- [Problem requirements]:
For each line below that holds "JsonRpcError", return the line as it stands.

─── Input material ───

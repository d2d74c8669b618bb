//! Tool definitions module.
//!
//! One file per tool family. Each tool exposes `NAME`, `DESCRIPTION`,
//! `descriptor()` and an async `execute(params)`; [`register_all`] wires them
//! into the registry once at startup.

pub mod ads;
pub mod campaigns;
mod common;
pub mod keywords;
pub mod reporting;

use std::sync::Arc;

use crate::domains::ads::AdsContext;

use super::registry::ToolRegistryBuilder;

pub use ads::{
    CreateAdGroupTool, CreateResponsiveSearchAdTool, ListAdsTool, UpdateAdGroupTool,
    UpdateAdStatusTool,
};
pub use campaigns::{
    CreateCampaignTool, GetCampaignTool, ListCampaignsTool, UpdateCampaignBudgetTool,
    UpdateCampaignStatusTool, UpdateCampaignTool,
};
pub use keywords::{
    AddKeywordsTool, AddNegativeKeywordsTool, GetKeywordPerformanceTool, ListKeywordsTool,
};
pub use reporting::{
    GetAdGroupPerformanceTool, GetCampaignPerformanceTool, GetGeoPerformanceTool,
    GetSearchTermsReportTool,
};

/// Register every tool, in listing order, against one platform context.
pub fn register_all(builder: ToolRegistryBuilder, ads: AdsContext) -> ToolRegistryBuilder {
    builder
        // Campaigns
        .register(ListCampaignsTool::descriptor(), Arc::new(ListCampaignsTool::new(ads.clone())))
        .register(GetCampaignTool::descriptor(), Arc::new(GetCampaignTool::new(ads.clone())))
        .register(CreateCampaignTool::descriptor(), Arc::new(CreateCampaignTool::new(ads.clone())))
        .register(
            UpdateCampaignStatusTool::descriptor(),
            Arc::new(UpdateCampaignStatusTool::new(ads.clone())),
        )
        .register(UpdateCampaignTool::descriptor(), Arc::new(UpdateCampaignTool::new(ads.clone())))
        .register(
            UpdateCampaignBudgetTool::descriptor(),
            Arc::new(UpdateCampaignBudgetTool::new(ads.clone())),
        )
        // Ad groups and ads
        .register(CreateAdGroupTool::descriptor(), Arc::new(CreateAdGroupTool::new(ads.clone())))
        .register(UpdateAdGroupTool::descriptor(), Arc::new(UpdateAdGroupTool::new(ads.clone())))
        .register(
            CreateResponsiveSearchAdTool::descriptor(),
            Arc::new(CreateResponsiveSearchAdTool::new(ads.clone())),
        )
        .register(ListAdsTool::descriptor(), Arc::new(ListAdsTool::new(ads.clone())))
        .register(UpdateAdStatusTool::descriptor(), Arc::new(UpdateAdStatusTool::new(ads.clone())))
        // Keywords
        .register(ListKeywordsTool::descriptor(), Arc::new(ListKeywordsTool::new(ads.clone())))
        .register(AddKeywordsTool::descriptor(), Arc::new(AddKeywordsTool::new(ads.clone())))
        .register(
            AddNegativeKeywordsTool::descriptor(),
            Arc::new(AddNegativeKeywordsTool::new(ads.clone())),
        )
        .register(
            GetKeywordPerformanceTool::descriptor(),
            Arc::new(GetKeywordPerformanceTool::new(ads.clone())),
        )
        // Reporting
        .register(
            GetCampaignPerformanceTool::descriptor(),
            Arc::new(GetCampaignPerformanceTool::new(ads.clone())),
        )
        .register(
            GetAdGroupPerformanceTool::descriptor(),
            Arc::new(GetAdGroupPerformanceTool::new(ads.clone())),
        )
        .register(
            GetSearchTermsReportTool::descriptor(),
            Arc::new(GetSearchTermsReportTool::new(ads.clone())),
        )
        .register(GetGeoPerformanceTool::descriptor(), Arc::new(GetGeoPerformanceTool::new(ads)))
}
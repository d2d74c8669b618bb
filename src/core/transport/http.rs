//! HTTP transport implementation.
//!
//! JSON-RPC over POST for clients that cannot spawn a stdio process.
//! Supports `initialize`, `ping`, `tools/list`, `tools/call` and notifications.

use axum::{
    Json, Router,
    extract::State,
    http::StatusCode,
    response::IntoResponse,
    routing::{get, post},
};
use serde::{Deserialize, Serialize};
use serde_json::Value;
use tower_http::cors::{Any, CorsLayer};
use tower_http::trace::TraceLayer;
use tracing::{info, instrument, warn};

use super::{TransportError, TransportResult, config::HttpConfig};
use crate::core::McpServer;

/// Protocol revision answered to `initialize`.
const PROTOCOL_VERSION: &str = "2024-11-05";

/// HTTP transport handler.
pub struct HttpTransport {
    config: HttpConfig,
}

/// JSON-RPC request structure.
#[derive(Debug, Clone, Serialize, Deserialize)]
pub struct JsonRpcRequest {
    pub jsonrpc: String,
    #[serde(default)]
    pub id: Option<Value>,
    pub method: String,
    #[serde(default)]
    pub params: Option<Value>,
}

/// JSON-RPC response structure.
#[derive(Debug, Clone, Serialize, Deserialize)]
pub struct JsonRpcResponse {
    pub jsonrpc: String,
    #[serde(skip_serializing_if = "Option::is_none")]
    pub id: Option<Value>,
    #[serde(skip_serializing_if = "Option::is_none")]
    pub result: Option<Value>,
    #[serde(skip_serializing_if = "Option::is_none")]
    pub error: Option<JsonRpcError>,
}

/// JSON-RPC error structure.
#[derive(Debug, Clone, Serialize, Deserialize)]
pub struct JsonRpcError {
    pub code: i32,
    pub message: String,
}

impl JsonRpcResponse {
    pub fn success(id: Option<Value>, result: Value) -> Self {
        Self {
            jsonrpc: "2.0".to_string(),
            id,
            result: Some(result),
            error: None,
        }
    }

    pub fn error(id: Option<Value>, code: i32, message: impl Into<String>) -> Self {
        Self {
            jsonrpc: "2.0".to_string(),
            id,
            result: None,
            error: Some(JsonRpcError {
                code,
                message: message.into(),
            }),
        }
    }

    pub fn method_not_found(id: Option<Value>) -> Self {
        Self::error(id, -32601, "Method not found")
    }

    pub fn invalid_request(id: Option<Value>) -> Self {
        Self::error(id, -32600, "Invalid Request")
    }

    pub fn invalid_params(id: Option<Value>, msg: impl Into<String>) -> Self {
        Self::error(id, -32602, msg)
    }
}

impl HttpTransport {
    /// Create a new HTTP transport with the given config.
    pub fn new(config: HttpConfig) -> Self {
        Self { config }
    }

    /// Get the bind address.
    pub fn address(&self) -> String {
        format!("{}:{}", self.config.host, self.config.port)
    }

    fn router(&self, server: McpServer) -> Router {
        let app = Router::new()
            .route(&self.config.rpc_path, post(handle_rpc))
            .route("/health", get(health_check))
            .route("/", get(root_handler))
            .with_state(server)
            .layer(TraceLayer::new_for_http());

        if self.config.enable_cors {
            app.layer(
                CorsLayer::new()
                    .allow_origin(Any)
                    .allow_methods(Any)
                    .allow_headers(Any),
            )
        } else {
            app
        }
    }

    /// Run the HTTP transport until the listener fails.
    pub async fn run(self, server: McpServer) -> TransportResult<()> {
        let addr = self.address();
        let app = self.router(server);

        let listener = tokio::net::TcpListener::bind(&addr)
            .await
            .map_err(|e| TransportError::bind(&addr, e))?;

        info!(
            "Ready - listening on {} (JSON-RPC over HTTP, CORS {})",
            addr,
            if self.config.enable_cors { "enabled" } else { "disabled" }
        );
        info!("  → JSON-RPC: POST {}", self.config.rpc_path);
        info!("  → Health:   GET /health");

        axum::serve(listener, app)
            .await
            .map_err(|e| TransportError::http(e.to_string()))?;

        Ok(())
    }
}

/// Root handler - provides API info.
async fn root_handler(State(server): State<McpServer>) -> impl IntoResponse {
    Json(serde_json::json!({
        "name": server.name(),
        "version": server.version(),
        "transport": "HTTP",
        "tools": server.registry().len(),
        "protocol": "JSON-RPC 2.0"
    }))
}

/// Health check endpoint.
async fn health_check() -> impl IntoResponse {
    Json(serde_json::json!({
        "status": "healthy",
        "timestamp": chrono::Utc::now().to_rfc3339()
    }))
}

#[instrument(skip_all, fields(method))]
async fn handle_rpc(
    State(server): State<McpServer>,
    Json(request): Json<JsonRpcRequest>,
) -> impl IntoResponse {
    tracing::Span::current().record("method", request.method.as_str());
    info!("Received JSON-RPC request");
    (StatusCode::OK, Json(process_request(&server, request).await))
}

/// Process a JSON-RPC request and return the response.
async fn process_request(server: &McpServer, request: JsonRpcRequest) -> JsonRpcResponse {
    if request.jsonrpc != "2.0" {
        return JsonRpcResponse::invalid_request(request.id);
    }

    match request.method.as_str() {
        "initialize" => JsonRpcResponse::success(
            request.id,
            serde_json::json!({
                "protocolVersion": PROTOCOL_VERSION,
                "capabilities": { "tools": {} },
                "serverInfo": {
                    "name": server.name(),
                    "version": server.version()
                },
                "instructions": server.instructions()
            }),
        ),
        "ping" => JsonRpcResponse::success(request.id, serde_json::json!({})),
        "tools/list" => JsonRpcResponse::success(
            request.id,
            serde_json::json!({ "tools": server.list_tools_json() }),
        ),
        "tools/call" => handle_tools_call(server, request).await,
        method if method.starts_with("notifications/") => {
            info!("Received notification: {}", method);
            JsonRpcResponse::success(request.id, Value::Null)
        }
        _ => {
            warn!("Unknown method: {}", request.method);
            JsonRpcResponse::method_not_found(request.id)
        }
    }
}

async fn handle_tools_call(server: &McpServer, request: JsonRpcRequest) -> JsonRpcResponse {
    let Some(params) = request.params else {
        return JsonRpcResponse::invalid_params(request.id, "Missing params");
    };

    let Some(name) = params.get("name").and_then(Value::as_str) else {
        return JsonRpcResponse::invalid_params(request.id, "Missing tool name");
    };

    match server
        .call_tool_json(name, params.get("arguments").cloned())
        .await
    {
        Ok(result) => JsonRpcResponse::success(request.id, result),
        Err(e) => JsonRpcResponse::invalid_params(request.id, e),
    }
}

───

- [Result of this exercise]:
    pub error: Option<JsonRpcError>,
pub struct JsonRpcError {
            error: Some(JsonRpcError {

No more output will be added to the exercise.